→ AIM OF THE EXERCISE: Wherever a line in the records below contains "used", copy that line.

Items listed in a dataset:
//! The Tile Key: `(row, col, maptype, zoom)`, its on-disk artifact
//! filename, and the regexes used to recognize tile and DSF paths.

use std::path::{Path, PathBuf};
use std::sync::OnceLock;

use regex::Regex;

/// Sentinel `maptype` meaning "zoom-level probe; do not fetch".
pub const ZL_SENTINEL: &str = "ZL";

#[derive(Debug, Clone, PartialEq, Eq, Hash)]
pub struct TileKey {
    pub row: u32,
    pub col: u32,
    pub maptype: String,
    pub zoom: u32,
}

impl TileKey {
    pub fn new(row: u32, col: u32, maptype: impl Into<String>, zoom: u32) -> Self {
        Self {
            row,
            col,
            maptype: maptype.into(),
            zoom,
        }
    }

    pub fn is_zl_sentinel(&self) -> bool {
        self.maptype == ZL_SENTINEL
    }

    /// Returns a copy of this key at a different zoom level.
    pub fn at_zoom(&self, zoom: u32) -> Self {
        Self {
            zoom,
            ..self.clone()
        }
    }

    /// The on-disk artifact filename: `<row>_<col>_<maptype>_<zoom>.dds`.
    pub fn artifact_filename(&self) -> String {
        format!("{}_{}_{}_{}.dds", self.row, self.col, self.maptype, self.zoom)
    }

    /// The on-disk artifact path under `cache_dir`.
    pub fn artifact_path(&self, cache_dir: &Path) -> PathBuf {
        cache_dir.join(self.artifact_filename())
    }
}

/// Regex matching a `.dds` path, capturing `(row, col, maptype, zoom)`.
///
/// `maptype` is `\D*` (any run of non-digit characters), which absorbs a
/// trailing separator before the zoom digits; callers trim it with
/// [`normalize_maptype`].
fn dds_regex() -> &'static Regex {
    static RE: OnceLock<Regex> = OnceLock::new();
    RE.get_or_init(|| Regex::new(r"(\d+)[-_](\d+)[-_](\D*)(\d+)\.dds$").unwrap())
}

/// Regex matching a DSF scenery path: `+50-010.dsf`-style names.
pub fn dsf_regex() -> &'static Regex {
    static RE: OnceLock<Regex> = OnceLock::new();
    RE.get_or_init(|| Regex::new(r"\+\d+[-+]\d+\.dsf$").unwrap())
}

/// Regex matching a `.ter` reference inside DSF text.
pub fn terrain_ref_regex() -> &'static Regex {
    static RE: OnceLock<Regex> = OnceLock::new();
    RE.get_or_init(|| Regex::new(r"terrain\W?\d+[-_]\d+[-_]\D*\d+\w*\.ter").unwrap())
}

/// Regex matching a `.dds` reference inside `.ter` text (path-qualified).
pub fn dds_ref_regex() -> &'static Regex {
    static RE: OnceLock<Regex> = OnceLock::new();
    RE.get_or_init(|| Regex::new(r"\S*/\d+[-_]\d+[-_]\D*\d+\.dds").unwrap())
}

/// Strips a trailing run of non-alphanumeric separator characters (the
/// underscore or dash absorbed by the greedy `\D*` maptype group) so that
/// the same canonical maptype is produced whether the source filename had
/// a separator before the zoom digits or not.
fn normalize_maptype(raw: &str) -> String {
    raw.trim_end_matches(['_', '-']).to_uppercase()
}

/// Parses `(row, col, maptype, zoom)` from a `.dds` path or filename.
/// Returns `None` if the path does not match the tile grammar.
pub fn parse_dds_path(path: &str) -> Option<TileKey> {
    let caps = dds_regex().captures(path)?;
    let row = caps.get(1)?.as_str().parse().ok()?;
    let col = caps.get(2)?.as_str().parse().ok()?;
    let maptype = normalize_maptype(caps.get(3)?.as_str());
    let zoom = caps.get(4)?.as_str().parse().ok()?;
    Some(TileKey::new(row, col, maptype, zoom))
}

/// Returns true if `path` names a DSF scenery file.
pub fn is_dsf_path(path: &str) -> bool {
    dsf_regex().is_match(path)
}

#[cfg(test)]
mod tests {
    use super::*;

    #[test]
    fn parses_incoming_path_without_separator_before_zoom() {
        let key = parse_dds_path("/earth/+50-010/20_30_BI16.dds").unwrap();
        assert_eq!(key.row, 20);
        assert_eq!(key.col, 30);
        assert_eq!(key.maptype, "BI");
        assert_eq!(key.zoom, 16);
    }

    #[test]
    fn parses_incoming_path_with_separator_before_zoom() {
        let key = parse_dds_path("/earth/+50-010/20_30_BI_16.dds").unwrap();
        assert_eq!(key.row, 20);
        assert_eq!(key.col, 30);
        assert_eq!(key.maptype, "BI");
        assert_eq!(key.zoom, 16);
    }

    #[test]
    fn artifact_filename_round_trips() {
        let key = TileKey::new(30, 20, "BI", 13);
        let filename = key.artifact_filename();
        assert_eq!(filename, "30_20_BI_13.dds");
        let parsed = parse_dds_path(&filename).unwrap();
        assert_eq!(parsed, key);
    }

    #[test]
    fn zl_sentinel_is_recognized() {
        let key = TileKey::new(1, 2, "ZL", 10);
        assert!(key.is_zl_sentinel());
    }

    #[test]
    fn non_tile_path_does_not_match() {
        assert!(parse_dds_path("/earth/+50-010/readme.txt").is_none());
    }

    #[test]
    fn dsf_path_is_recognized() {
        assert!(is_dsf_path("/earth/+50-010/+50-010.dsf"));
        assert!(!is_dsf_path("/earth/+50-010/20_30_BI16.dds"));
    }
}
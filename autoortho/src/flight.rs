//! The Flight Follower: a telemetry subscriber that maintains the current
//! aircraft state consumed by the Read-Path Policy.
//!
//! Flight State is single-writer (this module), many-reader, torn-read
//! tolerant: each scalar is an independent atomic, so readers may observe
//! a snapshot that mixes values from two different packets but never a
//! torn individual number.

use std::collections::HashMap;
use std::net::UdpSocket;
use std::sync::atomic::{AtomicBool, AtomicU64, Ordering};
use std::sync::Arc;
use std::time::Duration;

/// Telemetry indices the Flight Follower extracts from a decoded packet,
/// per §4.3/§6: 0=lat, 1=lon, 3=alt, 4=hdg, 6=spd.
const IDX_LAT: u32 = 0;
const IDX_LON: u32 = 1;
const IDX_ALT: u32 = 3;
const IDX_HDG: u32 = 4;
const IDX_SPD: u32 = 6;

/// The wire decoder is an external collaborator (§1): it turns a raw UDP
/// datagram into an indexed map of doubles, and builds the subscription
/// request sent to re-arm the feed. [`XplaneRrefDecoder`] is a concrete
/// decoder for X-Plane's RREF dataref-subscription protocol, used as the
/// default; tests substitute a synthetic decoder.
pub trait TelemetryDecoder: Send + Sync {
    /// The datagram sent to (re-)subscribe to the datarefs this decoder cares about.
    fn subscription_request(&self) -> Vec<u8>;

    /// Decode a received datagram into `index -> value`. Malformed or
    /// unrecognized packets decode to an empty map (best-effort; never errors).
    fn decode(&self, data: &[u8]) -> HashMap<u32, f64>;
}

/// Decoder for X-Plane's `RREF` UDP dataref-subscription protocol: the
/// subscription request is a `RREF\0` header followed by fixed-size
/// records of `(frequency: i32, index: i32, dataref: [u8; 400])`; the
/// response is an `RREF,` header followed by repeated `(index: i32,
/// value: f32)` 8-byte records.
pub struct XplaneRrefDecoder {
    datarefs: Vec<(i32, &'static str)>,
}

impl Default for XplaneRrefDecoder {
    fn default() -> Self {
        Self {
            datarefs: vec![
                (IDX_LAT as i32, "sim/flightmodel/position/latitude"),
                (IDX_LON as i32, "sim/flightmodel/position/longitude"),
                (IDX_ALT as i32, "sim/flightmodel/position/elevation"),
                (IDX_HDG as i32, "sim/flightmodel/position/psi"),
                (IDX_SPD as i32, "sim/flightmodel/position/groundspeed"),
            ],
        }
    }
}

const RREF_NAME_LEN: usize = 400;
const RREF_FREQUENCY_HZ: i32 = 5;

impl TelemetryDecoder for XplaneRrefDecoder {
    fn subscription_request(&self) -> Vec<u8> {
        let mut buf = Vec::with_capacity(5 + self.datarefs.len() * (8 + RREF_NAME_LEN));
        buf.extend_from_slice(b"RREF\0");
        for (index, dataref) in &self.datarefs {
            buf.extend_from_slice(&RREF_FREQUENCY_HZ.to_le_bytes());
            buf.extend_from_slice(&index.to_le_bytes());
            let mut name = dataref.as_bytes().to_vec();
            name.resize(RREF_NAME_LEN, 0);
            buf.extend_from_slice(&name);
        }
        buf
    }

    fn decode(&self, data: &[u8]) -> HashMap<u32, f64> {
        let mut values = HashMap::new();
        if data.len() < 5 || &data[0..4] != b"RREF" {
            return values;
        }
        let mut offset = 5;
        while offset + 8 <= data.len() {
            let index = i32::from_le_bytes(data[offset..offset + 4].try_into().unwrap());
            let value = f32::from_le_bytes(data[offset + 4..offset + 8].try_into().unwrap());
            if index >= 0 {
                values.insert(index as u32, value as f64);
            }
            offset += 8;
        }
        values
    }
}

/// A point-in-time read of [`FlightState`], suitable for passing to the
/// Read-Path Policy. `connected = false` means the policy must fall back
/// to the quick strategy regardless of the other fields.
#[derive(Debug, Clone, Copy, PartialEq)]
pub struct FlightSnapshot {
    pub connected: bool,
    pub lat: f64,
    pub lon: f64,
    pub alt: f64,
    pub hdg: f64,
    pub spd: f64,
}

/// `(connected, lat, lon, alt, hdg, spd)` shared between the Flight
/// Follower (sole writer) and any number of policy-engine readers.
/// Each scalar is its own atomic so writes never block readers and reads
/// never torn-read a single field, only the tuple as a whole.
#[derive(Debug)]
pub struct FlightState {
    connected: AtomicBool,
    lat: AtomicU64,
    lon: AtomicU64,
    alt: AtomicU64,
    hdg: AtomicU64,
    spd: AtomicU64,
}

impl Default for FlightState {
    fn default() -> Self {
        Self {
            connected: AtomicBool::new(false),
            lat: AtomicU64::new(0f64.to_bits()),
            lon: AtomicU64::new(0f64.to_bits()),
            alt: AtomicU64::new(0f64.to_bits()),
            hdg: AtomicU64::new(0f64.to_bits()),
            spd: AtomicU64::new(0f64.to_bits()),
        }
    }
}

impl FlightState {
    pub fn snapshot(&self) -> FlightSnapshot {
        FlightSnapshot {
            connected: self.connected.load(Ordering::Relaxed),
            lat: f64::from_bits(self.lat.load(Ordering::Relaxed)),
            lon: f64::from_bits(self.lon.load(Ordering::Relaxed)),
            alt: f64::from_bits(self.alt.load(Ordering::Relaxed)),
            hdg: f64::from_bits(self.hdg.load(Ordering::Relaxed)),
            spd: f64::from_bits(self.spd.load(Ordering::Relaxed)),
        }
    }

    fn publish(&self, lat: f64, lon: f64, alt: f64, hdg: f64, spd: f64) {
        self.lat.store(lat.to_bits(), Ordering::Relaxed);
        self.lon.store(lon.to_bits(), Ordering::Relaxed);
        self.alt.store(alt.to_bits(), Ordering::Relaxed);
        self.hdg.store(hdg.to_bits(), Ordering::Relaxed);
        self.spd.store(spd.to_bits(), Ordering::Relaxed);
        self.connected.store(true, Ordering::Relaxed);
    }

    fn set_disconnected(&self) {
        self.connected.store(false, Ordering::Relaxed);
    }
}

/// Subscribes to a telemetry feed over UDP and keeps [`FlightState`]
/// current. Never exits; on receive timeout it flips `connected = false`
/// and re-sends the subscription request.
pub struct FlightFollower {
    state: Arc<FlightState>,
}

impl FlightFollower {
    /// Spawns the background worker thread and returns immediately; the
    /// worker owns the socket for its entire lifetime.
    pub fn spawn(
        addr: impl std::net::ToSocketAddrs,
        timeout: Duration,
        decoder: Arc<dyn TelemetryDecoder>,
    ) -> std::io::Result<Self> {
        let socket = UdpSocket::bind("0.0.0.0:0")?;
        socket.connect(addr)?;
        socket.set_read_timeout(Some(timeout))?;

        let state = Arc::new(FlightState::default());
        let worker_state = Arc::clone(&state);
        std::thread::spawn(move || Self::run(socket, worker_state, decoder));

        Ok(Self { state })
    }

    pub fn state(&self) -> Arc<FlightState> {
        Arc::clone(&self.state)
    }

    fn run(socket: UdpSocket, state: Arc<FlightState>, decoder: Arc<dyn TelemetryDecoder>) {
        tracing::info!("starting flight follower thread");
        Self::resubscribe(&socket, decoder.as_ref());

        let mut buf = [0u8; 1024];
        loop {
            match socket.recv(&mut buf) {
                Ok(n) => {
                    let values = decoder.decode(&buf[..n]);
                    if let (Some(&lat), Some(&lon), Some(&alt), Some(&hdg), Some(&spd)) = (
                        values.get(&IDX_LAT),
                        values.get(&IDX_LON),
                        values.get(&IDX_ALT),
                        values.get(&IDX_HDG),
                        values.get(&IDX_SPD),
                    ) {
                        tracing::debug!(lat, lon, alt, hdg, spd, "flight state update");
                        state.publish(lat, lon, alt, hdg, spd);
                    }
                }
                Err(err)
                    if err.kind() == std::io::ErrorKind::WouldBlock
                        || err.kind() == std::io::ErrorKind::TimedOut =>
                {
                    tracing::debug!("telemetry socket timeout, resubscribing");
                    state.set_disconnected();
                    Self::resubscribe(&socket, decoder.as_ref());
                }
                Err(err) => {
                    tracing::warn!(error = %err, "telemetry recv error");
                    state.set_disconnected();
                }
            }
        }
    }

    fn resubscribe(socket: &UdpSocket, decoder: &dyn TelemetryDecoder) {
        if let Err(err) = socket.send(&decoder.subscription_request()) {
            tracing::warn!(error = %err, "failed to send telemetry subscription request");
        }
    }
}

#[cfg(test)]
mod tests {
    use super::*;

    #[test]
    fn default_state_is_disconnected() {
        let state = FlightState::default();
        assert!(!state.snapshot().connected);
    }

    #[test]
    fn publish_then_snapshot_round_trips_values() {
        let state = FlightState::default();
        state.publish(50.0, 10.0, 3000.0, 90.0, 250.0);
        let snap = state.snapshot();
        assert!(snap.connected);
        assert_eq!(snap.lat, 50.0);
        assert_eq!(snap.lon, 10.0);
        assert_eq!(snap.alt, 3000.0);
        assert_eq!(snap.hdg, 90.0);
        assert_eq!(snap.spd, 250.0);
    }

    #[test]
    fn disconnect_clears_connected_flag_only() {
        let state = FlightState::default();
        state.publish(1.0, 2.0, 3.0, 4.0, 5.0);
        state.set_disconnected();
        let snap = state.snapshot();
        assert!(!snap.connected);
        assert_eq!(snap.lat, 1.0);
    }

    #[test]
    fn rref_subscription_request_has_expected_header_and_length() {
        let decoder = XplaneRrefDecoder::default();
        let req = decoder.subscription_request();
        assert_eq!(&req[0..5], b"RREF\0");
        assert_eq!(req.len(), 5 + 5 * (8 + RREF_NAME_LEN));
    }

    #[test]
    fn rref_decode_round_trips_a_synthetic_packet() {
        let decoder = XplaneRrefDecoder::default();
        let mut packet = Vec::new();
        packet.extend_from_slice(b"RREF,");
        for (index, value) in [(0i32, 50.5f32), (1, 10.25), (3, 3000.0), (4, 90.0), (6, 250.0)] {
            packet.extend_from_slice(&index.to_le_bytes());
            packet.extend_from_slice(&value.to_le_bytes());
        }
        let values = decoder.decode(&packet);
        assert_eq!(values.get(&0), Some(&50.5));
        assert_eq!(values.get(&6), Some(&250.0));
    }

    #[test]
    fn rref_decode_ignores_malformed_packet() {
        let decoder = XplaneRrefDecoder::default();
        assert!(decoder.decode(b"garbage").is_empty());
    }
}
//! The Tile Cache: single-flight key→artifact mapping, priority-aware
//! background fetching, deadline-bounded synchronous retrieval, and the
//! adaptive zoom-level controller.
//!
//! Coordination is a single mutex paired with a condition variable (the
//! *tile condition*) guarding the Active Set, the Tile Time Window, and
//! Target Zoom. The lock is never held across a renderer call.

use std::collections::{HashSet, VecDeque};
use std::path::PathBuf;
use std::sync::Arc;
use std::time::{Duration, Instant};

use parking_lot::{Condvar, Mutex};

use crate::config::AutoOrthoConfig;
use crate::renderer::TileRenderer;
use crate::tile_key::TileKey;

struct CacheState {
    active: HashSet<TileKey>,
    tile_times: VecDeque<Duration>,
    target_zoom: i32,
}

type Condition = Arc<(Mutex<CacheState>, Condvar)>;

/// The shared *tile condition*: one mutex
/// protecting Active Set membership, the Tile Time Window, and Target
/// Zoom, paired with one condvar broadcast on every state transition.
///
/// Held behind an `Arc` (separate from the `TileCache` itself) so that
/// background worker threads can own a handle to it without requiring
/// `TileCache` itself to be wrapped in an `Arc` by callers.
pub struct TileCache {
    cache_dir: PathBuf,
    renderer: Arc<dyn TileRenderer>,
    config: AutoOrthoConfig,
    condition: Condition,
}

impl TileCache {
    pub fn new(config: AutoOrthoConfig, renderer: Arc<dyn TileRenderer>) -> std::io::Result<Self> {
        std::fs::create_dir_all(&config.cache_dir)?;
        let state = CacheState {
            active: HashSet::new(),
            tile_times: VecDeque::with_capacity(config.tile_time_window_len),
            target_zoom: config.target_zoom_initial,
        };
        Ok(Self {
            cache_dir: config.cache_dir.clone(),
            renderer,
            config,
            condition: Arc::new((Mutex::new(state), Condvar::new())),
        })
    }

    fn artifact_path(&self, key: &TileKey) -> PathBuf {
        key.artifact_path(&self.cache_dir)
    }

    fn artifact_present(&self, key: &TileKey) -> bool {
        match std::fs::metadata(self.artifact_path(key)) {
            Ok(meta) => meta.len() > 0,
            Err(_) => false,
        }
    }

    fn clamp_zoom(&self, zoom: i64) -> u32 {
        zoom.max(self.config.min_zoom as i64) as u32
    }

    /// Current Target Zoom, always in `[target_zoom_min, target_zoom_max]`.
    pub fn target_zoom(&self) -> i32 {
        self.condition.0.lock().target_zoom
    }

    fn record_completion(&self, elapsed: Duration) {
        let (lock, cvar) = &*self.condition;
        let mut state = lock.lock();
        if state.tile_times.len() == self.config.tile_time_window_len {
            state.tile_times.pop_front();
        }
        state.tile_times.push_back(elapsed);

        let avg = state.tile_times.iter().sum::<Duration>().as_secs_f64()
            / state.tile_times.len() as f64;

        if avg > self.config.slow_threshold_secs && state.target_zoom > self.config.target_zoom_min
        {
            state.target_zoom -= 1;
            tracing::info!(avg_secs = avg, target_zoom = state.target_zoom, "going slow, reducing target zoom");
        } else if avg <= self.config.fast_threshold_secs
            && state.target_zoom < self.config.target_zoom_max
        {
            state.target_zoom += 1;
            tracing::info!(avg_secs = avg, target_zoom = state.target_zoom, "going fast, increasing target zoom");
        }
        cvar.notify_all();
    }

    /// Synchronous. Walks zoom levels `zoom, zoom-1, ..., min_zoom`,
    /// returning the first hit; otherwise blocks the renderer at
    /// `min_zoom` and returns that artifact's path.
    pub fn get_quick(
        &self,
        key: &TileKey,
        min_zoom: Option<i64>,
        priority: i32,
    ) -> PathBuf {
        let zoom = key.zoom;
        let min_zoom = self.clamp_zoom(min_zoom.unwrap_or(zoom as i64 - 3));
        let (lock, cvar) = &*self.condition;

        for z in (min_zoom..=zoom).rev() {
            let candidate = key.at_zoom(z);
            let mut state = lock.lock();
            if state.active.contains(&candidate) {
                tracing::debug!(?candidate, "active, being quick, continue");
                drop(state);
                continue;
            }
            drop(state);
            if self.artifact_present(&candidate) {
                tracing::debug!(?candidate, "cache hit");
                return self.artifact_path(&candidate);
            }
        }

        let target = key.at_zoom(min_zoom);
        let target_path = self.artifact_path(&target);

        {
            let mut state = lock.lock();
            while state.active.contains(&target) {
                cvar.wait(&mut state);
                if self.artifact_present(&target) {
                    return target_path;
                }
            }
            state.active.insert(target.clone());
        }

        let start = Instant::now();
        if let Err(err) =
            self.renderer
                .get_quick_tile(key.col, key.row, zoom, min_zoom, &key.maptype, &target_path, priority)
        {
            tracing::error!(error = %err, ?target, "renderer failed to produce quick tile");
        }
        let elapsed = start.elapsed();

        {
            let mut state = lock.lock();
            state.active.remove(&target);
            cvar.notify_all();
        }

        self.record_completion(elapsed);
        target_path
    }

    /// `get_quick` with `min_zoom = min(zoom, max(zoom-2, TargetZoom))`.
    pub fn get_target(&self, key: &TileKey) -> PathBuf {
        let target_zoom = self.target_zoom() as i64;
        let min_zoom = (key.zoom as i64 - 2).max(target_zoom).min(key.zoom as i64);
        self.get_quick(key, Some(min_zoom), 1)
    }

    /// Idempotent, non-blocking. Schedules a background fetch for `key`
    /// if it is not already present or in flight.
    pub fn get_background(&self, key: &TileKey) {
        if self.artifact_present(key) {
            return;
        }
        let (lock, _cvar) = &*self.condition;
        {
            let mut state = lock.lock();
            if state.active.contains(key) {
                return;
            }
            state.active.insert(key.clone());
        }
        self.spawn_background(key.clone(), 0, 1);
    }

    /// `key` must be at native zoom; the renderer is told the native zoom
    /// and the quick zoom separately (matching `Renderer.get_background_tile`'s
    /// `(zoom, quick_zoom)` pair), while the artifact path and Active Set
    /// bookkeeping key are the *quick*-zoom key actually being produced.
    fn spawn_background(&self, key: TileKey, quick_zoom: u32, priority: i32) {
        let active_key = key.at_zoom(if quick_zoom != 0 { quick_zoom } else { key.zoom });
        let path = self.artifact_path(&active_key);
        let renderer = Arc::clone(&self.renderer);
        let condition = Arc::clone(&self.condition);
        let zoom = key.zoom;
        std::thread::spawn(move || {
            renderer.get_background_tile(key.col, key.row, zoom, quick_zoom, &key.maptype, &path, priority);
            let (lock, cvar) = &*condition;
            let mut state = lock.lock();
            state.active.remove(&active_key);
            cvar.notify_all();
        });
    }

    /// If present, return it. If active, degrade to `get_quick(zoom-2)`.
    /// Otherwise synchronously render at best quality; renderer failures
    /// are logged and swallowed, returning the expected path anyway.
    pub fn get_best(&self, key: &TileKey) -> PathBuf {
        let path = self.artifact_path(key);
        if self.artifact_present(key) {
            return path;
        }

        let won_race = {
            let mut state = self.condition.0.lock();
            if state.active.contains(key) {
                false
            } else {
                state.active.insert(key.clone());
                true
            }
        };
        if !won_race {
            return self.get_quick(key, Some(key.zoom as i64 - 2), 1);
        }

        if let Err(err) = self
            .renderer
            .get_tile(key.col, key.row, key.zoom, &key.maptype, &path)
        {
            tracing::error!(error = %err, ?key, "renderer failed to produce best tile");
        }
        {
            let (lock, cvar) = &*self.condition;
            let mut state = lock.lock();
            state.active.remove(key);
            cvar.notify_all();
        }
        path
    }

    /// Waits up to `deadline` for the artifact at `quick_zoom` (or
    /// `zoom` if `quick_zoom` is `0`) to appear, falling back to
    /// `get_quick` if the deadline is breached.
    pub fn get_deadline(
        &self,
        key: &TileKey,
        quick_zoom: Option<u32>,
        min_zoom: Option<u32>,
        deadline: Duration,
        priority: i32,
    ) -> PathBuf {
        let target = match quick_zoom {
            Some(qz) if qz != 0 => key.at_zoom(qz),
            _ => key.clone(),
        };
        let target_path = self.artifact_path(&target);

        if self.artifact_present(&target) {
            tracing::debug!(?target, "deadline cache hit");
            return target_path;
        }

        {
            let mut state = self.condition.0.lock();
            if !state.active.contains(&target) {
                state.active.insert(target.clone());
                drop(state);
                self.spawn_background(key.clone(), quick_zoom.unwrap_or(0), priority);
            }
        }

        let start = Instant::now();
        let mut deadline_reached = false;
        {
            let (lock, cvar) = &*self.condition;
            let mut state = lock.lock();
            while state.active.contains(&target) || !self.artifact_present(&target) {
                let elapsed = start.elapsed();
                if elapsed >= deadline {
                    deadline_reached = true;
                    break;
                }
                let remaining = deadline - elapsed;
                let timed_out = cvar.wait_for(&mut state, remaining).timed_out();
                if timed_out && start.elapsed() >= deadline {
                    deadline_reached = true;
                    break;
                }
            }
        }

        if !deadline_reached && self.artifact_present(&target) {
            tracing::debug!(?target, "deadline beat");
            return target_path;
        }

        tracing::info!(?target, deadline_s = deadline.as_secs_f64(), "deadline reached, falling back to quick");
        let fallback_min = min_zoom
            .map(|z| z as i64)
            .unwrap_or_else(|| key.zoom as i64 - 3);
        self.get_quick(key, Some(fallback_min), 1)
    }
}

→ RESPONSE TO THIS EXERCISE:
//! filename, and the regexes used to recognize tile and DSF paths.
/// decoder for X-Plane's RREF dataref-subscription protocol, used as the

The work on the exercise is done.